The transactions between the two banks originated in the following letter, sent by the Fidelity National Bank to the plaintiff:

"U.S. Depository."

"The Fidelity National Bank"

"Capital, $1,000,000"

"Briggs Swift, President; E. L. Harper, vice-President; Ammi Baldwin, cashier; Benjamin E. Hopkins, ass't cashier."

"Cincinnati, 2, 12, 1887"

"Com'l Nat. B'k, Philada., Pa."

"Gentlemen: Enclosed herewith we hand you our last statement, showing us to be the second bank in Ohio, in deposits, in the tenth month of our existence. We should be pleased to serve you, and trust you will find it to your advantage to accept one of the following propositions:"

"No. 1. We will collect all items at par, and allow 2 1/2 percent interest on daily balances, calculated monthly. We will remit any balance you have above $2,000 in New York draft as you direct, or ship currency at your cost for expressage."

"No. 2. Will collect at par all points west of Pennsylvania, and remit the 1st, 11th, and 21st of each month. "

Page 148 U. S. 52

"No. 3. We will collect at par Ohio, Indiana, and Kentucky items, and remit balance every Monday by draft on New York."

"We do not charge for exchange on propositions No. 1, 2, and 3."

"No. 4. Will collect Cincinnati items and remit daily at 40 cents per thousand, or 20 cents for $500 or less."

"National banks not in a reserve city can count all they have with us as reserve."

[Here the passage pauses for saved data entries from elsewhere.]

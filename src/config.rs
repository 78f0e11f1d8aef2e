//! Configuration file parser for `<data-dir>/config.toml`.
//!
//! The config file is optional; a missing file yields `Config::default()`.
//! Unknown keys are silently ignored by serde (with `deny_unknown_fields`
//! off), though we log a warning when the file contains potential typos.
use serde::Deserialize;
use std::path::Path;
use thiserror::Error;

// ============================================================================
// Error Types
// ============================================================================

#[derive(Debug, Error)]
pub enum ConfigError {
    #[error("Failed to read config file: {0}")]
    Io(#[from] std::io::Error),

    #[error("Invalid TOML in config file: {0}")]
    Parse(#[from] toml::de::Error),

    /// SEC-003: Config file exceeds maximum allowed size.
    #[error("Config file too large: {0}")]
    TooLarge(String),
}

// ============================================================================
// Configuration Structs
// ============================================================================

/// Top-level application configuration.
///
/// All fields use `#[serde(default)]` so any subset of keys can be specified.
/// Missing keys fall back to `Default::default()`.
///
/// SEC-004: Custom Debug impl masks `admin_secret` to prevent secret leakage
/// in logs, error messages, and debug output.
#[derive(Clone, Deserialize)]
#[serde(default)]
pub struct Config {
    /// Shared secret gating mutating commands. Unset = no gate.
    /// The `DAYBOOK_ADMIN_SECRET` env var or `--secret` flag must match.
    pub admin_secret: Option<String>,

    /// Override for the GitHub API base URL (e.g. a GitHub Enterprise
    /// instance). HTTPS required except for loopback addresses.
    pub api_base_url: Option<String>,

    /// Articles shown per `list` page. 0 = everything on one page.
    pub articles_per_page: usize,
}

impl Default for Config {
    fn default() -> Self {
        Self {
            admin_secret: None,
            api_base_url: None,
            articles_per_page: 6,
        }
    }
}

/// SEC-004: Mask admin_secret in Debug output to prevent secret leakage.
impl std::fmt::Debug for Config {
    fn fmt(&self, f: &mut std::fmt::Formatter<'_>) -> std::fmt::Result {
        f.debug_struct("Config")
            .field(
                "admin_secret",
                &self.admin_secret.as_ref().map(|_| "[REDACTED]"),
            )
            .field("api_base_url", &self.api_base_url)
            .field("articles_per_page", &self.articles_per_page)
            .finish()
    }
}

impl Config {
    /// SEC-003: Maximum config file size (1 MB).
    const MAX_FILE_SIZE: u64 = 1_048_576;

    /// Load configuration from a TOML file.
    ///
    /// - Missing file → `Ok(Config::default())`
    /// - Empty file → `Ok(Config::default())`
    /// - Invalid TOML → `Err(ConfigError::Parse)` with line number info
    /// - Unknown keys → silently accepted (serde default behavior), logged as warning
    pub fn load(path: &Path) -> Result<Self, ConfigError> {
        // SEC-003: Check file size before reading to prevent memory exhaustion
        // from a maliciously large or corrupted config file.
        match std::fs::metadata(path) {
            Ok(meta) if meta.len() > Self::MAX_FILE_SIZE => {
                return Err(ConfigError::TooLarge(format!(
                    "Config file is {} bytes (max {} bytes)",
                    meta.len(),
                    Self::MAX_FILE_SIZE
                )));
            }
            Err(e) if e.kind() == std::io::ErrorKind::NotFound => {
                tracing::debug!(path = %path.display(), "No config file found, using defaults");
                return Ok(Self::default());
            }
            Err(e) => return Err(ConfigError::Io(e)),
            Ok(_) => {} // Size is within limits, proceed
        }

        let content = match std::fs::read_to_string(path) {
            Ok(c) => c,
            Err(e) if e.kind() == std::io::ErrorKind::NotFound => {
                // Race condition: file deleted between metadata and read
                tracing::debug!(path = %path.display(), "Config file disappeared, using defaults");
                return Ok(Self::default());
            }
            Err(e) => return Err(ConfigError::Io(e)),
        };

        if content.trim().is_empty() {
            tracing::debug!(path = %path.display(), "Config file is empty, using defaults");
            return Ok(Self::default());
        }

        // Parse the TOML content first as a raw table to detect unknown keys
        if let Ok(raw) = content.parse::<toml::Table>() {
            let known_keys = ["admin_secret", "api_base_url", "articles_per_page"];
            for key in raw.keys() {
                if !known_keys.contains(&key.as_str()) {
                    tracing::warn!(key = %key, "Unknown key in config file, ignoring");
                }
            }
        }

        let config: Config = toml::from_str(&content)?;
        tracing::info!(
            path = %path.display(),
            articles_per_page = config.articles_per_page,
            gated = config.admin_secret.is_some(),
            "Loaded configuration"
        );
        Ok(config)
    }
}

// ============================================================================
// Tests
// ============================================================================
//! Shared helpers for identifier generation and timestamp handling.
//!
//! Everything here is deliberately small and dependency-light:
//!
//! - **Identifiers**: UUID-shaped article ids from a non-cryptographic RNG
//! - **Timestamps**: canonical ISO-8601 "now", lenient parsing for ordering,
//!   and the relative formatting used by status output
//!
//! # Examples
//!
//! ```
//! use daybook::util::{generate_id, now_iso, parse_when};
//!
//! let id = generate_id();
//! assert_eq!(id.len(), 36);
//!
//! // Timestamps round-trip through the lenient parser
//! let stamp = now_iso();
//! assert!(parse_when(&stamp).timestamp() > 0);
//! ```

mod id;
mod time;

pub use id::generate_id;
pub use time::{date_stamp, now_iso, parse_when, relative_from_now};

"Your early reply will oblige, respectfully yours,"

"E. L. Harper V.P."

To this letter the plaintiff replied on February 18th, accepting proposition No. 2, and thereafter, from time to time, forwarded paper for collection. The Fidelity Bank caused to be made and sent to the plaintiff a rubber stamp for use in endorsing paper thus forwarded. This stamp read as follows:

"Pay Fidelity National Bank of Cincinnati, O., or order, for collection for Commercial Bank of Philadelphia, Pa."

"E. P. Graham, Cashier"

Business was carried on between the two banks under this arrangement until June 20, 1887, when the Fidelity Bank failed, having in its hands, or in the hands of other banks to which the same had been sent by it for collection, proceeds of paper forwarded by plaintiff after June 4, amounting to $16,851.92. The only correspondence which took place during this time between the parties, which can be considered as throwing any light upon the arrangement between them, was a letter from the plaintiff of May 25, as follows:

"We don't wish to complain, but would like to understand why your remittance to us of May 21 only included items sent you up to May 14, and received by you on the 16. We have to explain these things to our depositors, and wish to act intelligently on the subject,"

and a reply in these words: "We collect at par, and include in our remittances everything collected to date."

Page 148 U. S. 53

The conclusions of the circuit judge were that the relation between the two banks was that of principal and agent -- a relation which continued not only while the paper was held by the Fidelity Bank, but after the moneys had been collected thereon, but that, in order to enforce a trust in favor of the plaintiff as to any of the moneys so collected, they must be specifically traceable, and that it was not sufficient to show that by collection they had passed into the general funds of the bank. This paper had substantially all passed into the hands of other banks, to whom it had been sent by the Fidelity Bank, as its subagents, and the circuit judge held that if the Fidelity was indebted to these local banks, subagents, and the collections, when made, were entered in their books as a credit to such indebtedness, they must be considered as reduced to possession, and as having passed into the general funds of the Fidelity, but that, on the other hand, if the Fidelity was not indebted to the subagent banks, and the collections remained in their hands to be subsequently remitted to the Fidelity, and in fact were paid to the receiver after his appointment, they were specifically traceable, and were therefore subject to the trust created by the relationship between the two banks, and payment thereof could be enforced out of the funds in the hands of the receiver.